Liquid biopsy test delivers high negative predictive value of 99.2% for bladder cancer

1 Feb 2016
Lois Manton-O'Byrne
Executive Editor

MDxHealth SA has announced that data demonstrating the clinical potential of its urine-based epigenetic bladder cancer test AssureMDx to aid urologists in the management of patients presenting with hematuria (blood in the urine) has been published in The Journal of Urology.
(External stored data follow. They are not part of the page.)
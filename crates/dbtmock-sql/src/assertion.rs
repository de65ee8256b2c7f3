//! Equivalence assertions between model output and expected data
//!
//! Each half is a set difference over the expected mock's columns. A test
//! passes when every half it runs returns no rows.

use crate::encoder::{MockEncoder, MockError, SqlMock};
use dbtmock_core::{AssertionDirection, DiffDirection};
use dbtmock_dbt::Mock;

/// The generated assertion statements for one test
#[derive(Debug, Clone, PartialEq, Eq)]
pub struct AssertionQueries {
    /// Rows the model produces that are not expected
    pub query_minus_expected: String,

    /// Expected rows the model does not produce; absent for single-direction assertions
    pub expected_minus_query: Option<String>,
}

impl AssertionQueries {
    /// Statements in execution order, tagged with their direction
    pub fn halves(&self) -> Vec<(DiffDirection, &str)> {
        let mut halves = vec![(DiffDirection::QueryMinusExpected, self.query_minus_expected.as_str())];
        if let Some(sql) = &self.expected_minus_query {
            halves.push((DiffDirection::ExpectedMinusQuery, sql.as_str()));
        }
        halves
    }

    pub fn is_bidirectional(&self) -> bool {
        self.expected_minus_query.is_some()
    }
}

pub struct AssertionBuilder;

impl AssertionBuilder {
    /// Single-direction assertion: model output minus expected rows
    pub fn build(substituted_sql: &str, expected: &Mock) -> Result<String, MockError> {
        let expected = MockEncoder::encode(expected)?;
        Ok(query_minus_expected(substituted_sql, &expected))
    }

    /// Both halves of the symmetric difference
    pub fn build_both(substituted_sql: &str, expected: &Mock) -> Result<AssertionQueries, MockError> {
        Self::build_with(substituted_sql, expected, AssertionDirection::Both)
    }

    pub fn build_with(
        substituted_sql: &str,
        expected: &Mock,
        direction: AssertionDirection,
    ) -> Result<AssertionQueries, MockError> {
        let expected = MockEncoder::encode(expected)?;
        Ok(Self::from_encoded(substituted_sql, &expected, direction))
    }

    /// Build from an already encoded expected mock
    pub fn from_encoded(
        substituted_sql: &str,
        expected: &SqlMock,
        direction: AssertionDirection,
    ) -> AssertionQueries {
        let expected_minus_query = match direction {
            AssertionDirection::Both => Some(expected_minus_query(substituted_sql, expected)),
            AssertionDirection::QueryMinusExpected => None,
        };

        AssertionQueries {
            query_minus_expected: query_minus_expected(substituted_sql, expected),
            expected_minus_query,
        }
    }
}

fn query_minus_expected(sql: &str, expected: &SqlMock) -> String {
    except_distinct(sql, &expected.as_relation(), &expected.column_list())
}

fn expected_minus_query(sql: &str, expected: &SqlMock) -> String {
    except_distinct(&expected.as_relation(), sql, &expected.column_list())
}

fn except_distinct(left: &str, right: &str, columns: &str) -> String {
    format!(
        "SELECT {columns} FROM( {left} ) \n  EXCEPT DISTINCT \n SELECT {columns} FROM ({right})"
    )
}

#[cfg(test)]
mod tests {
    use super::*;
    use pretty_assertions::assert_eq;
    use std::collections::BTreeMap;

    fn expected(csv: &str) -> SqlMock {
        MockEncoder::encode_reader(csv.as_bytes(), &BTreeMap::new()).unwrap()
    }

    #[test]
    fn single_direction_selects_sorted_columns_from_both_sides() {
        let mock = expected("val,name\n1,foo\n");
        let queries = AssertionBuilder::from_encoded(
            "SELECT * FROM t",
            &mock,
            AssertionDirection::QueryMinusExpected,
        );

        assert_eq!(
            queries.query_minus_expected,
            "SELECT name,val FROM( SELECT * FROM t ) \n  EXCEPT DISTINCT \n SELECT name,val FROM (\n SELECT \"foo\" AS name, \"1\" AS val)"
        );
        assert!(!queries.is_bidirectional());
        assert_eq!(queries.halves().len(), 1);
    }

    #[test]
    fn bidirectional_mirrors_the_operands() {
        let mock = expected("a\n1\n");
        let queries = AssertionBuilder::from_encoded("SELECT 1 AS a", &mock, AssertionDirection::Both);

        assert_eq!(
            queries.expected_minus_query.as_deref(),
            Some("SELECT a FROM( \n SELECT \"1\" AS a ) \n  EXCEPT DISTINCT \n SELECT a FROM (SELECT 1 AS a)")
        );

        let directions: Vec<DiffDirection> = queries.halves().into_iter().map(|(d, _)| d).collect();
        assert_eq!(
            directions,
            vec![DiffDirection::QueryMinusExpected, DiffDirection::ExpectedMinusQuery]
        );
    }

    #[test]
    fn empty_expectation_uses_zero_row_relation() {
        let mock = expected("a,b\n");
        let queries = AssertionBuilder::from_encoded("SELECT 1 AS a, 2 AS b", &mock, AssertionDirection::Both);

        assert!(queries
            .query_minus_expected
            .ends_with("FROM (SELECT null AS a, null AS b LIMIT 0)"));
    }

    #[test]
    fn build_reads_the_expected_file() {
        let dir = tempfile::tempdir().unwrap();
        let path = dir.path().join("expected.csv");
        std::fs::write(&path, "n\n7\n").unwrap();

        let sql = AssertionBuilder::build("SELECT 7 AS n", &Mock::new(&path)).unwrap();
        assert!(sql.starts_with("SELECT n FROM( SELECT 7 AS n )"));

        let both = AssertionBuilder::build_both("SELECT 7 AS n", &Mock::new(&path)).unwrap();
        assert_eq!(both.query_minus_expected, sql);
        assert!(both.is_bidirectional());
    }

    #[test]
    fn missing_expected_file_is_a_mock_error() {
        let err = AssertionBuilder::build("SELECT 1", &Mock::new("/nope/expected.csv")).unwrap_err();
        assert!(matches!(err, MockError::FileNotFound(_)));
    }
}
Prof. Dr. Ellen Zwarthoff, Erasmus MC Cancer Institute and a principal investigator of the published study stated: "Hematuria accounts for approximately 20% of all visits to the urologist, so it is important to distinguish patients at low risk for bladder cancer from those who may have bladder cancer. The data are compelling and strongly support the clinical utility of this non-invasive test that can help reduce unnecessary invasive cystoscopy procedures in patients presenting with hematuria, but at low risk for bladder cancer. Importantly, the test will help identify those patients at highest risk for bladder cancer who may benefit from early detection."

Study details

The AssureMDx for Bladder Cancer test, which analyses DNA methylation of three genes (TWIST1, ONECUT2 and OTX1) in combination with mutation analyses of three others, was used to create an epigenetic profile of 154 urine samples from hematuria patients without (n=80) and with (n=74) bladder cancer. The study demonstrated the test's high negative predictive value (99.2%) for the detection of bladder cancer in this cohort of hematuria patients (van Kessel et al; J Uro 2016).

Assuming a general prevalence rate of 5% for bladder cancer in patients with hematuria, the test generated an impressive 99.2% NPV to rule out the presence of bladder cancer in this study. When DNA mutations are combined with the epigenetic results, and the effect of cytology is estimated, the NPV could further increase to 99.9%. Current diagnostic tools have some limitations, not the least of which are cost and invasiveness, but also these methodologies are prone to miss some small bladder tumors, satellite lesions as well as carcinoma in situ, leaving some patients at risk for undetected cancer. Importantly, with a low prevalence of bladder cancer, the vast majority of patients could avoid an invasive cystoscopy procedure and the associated costs and morbidity.

Dr. Jan Groen, Chief Executive Officer of MDxHealth, added: "The powerful and positive results of this study clearly support the continued development of our non-invasive bladder cancer test. We are currently running a prospective study as part of our ongoing clinical validation strategy, preparing the AssureMDx test for commercial launch as a laboratory developed test in Q4 2016."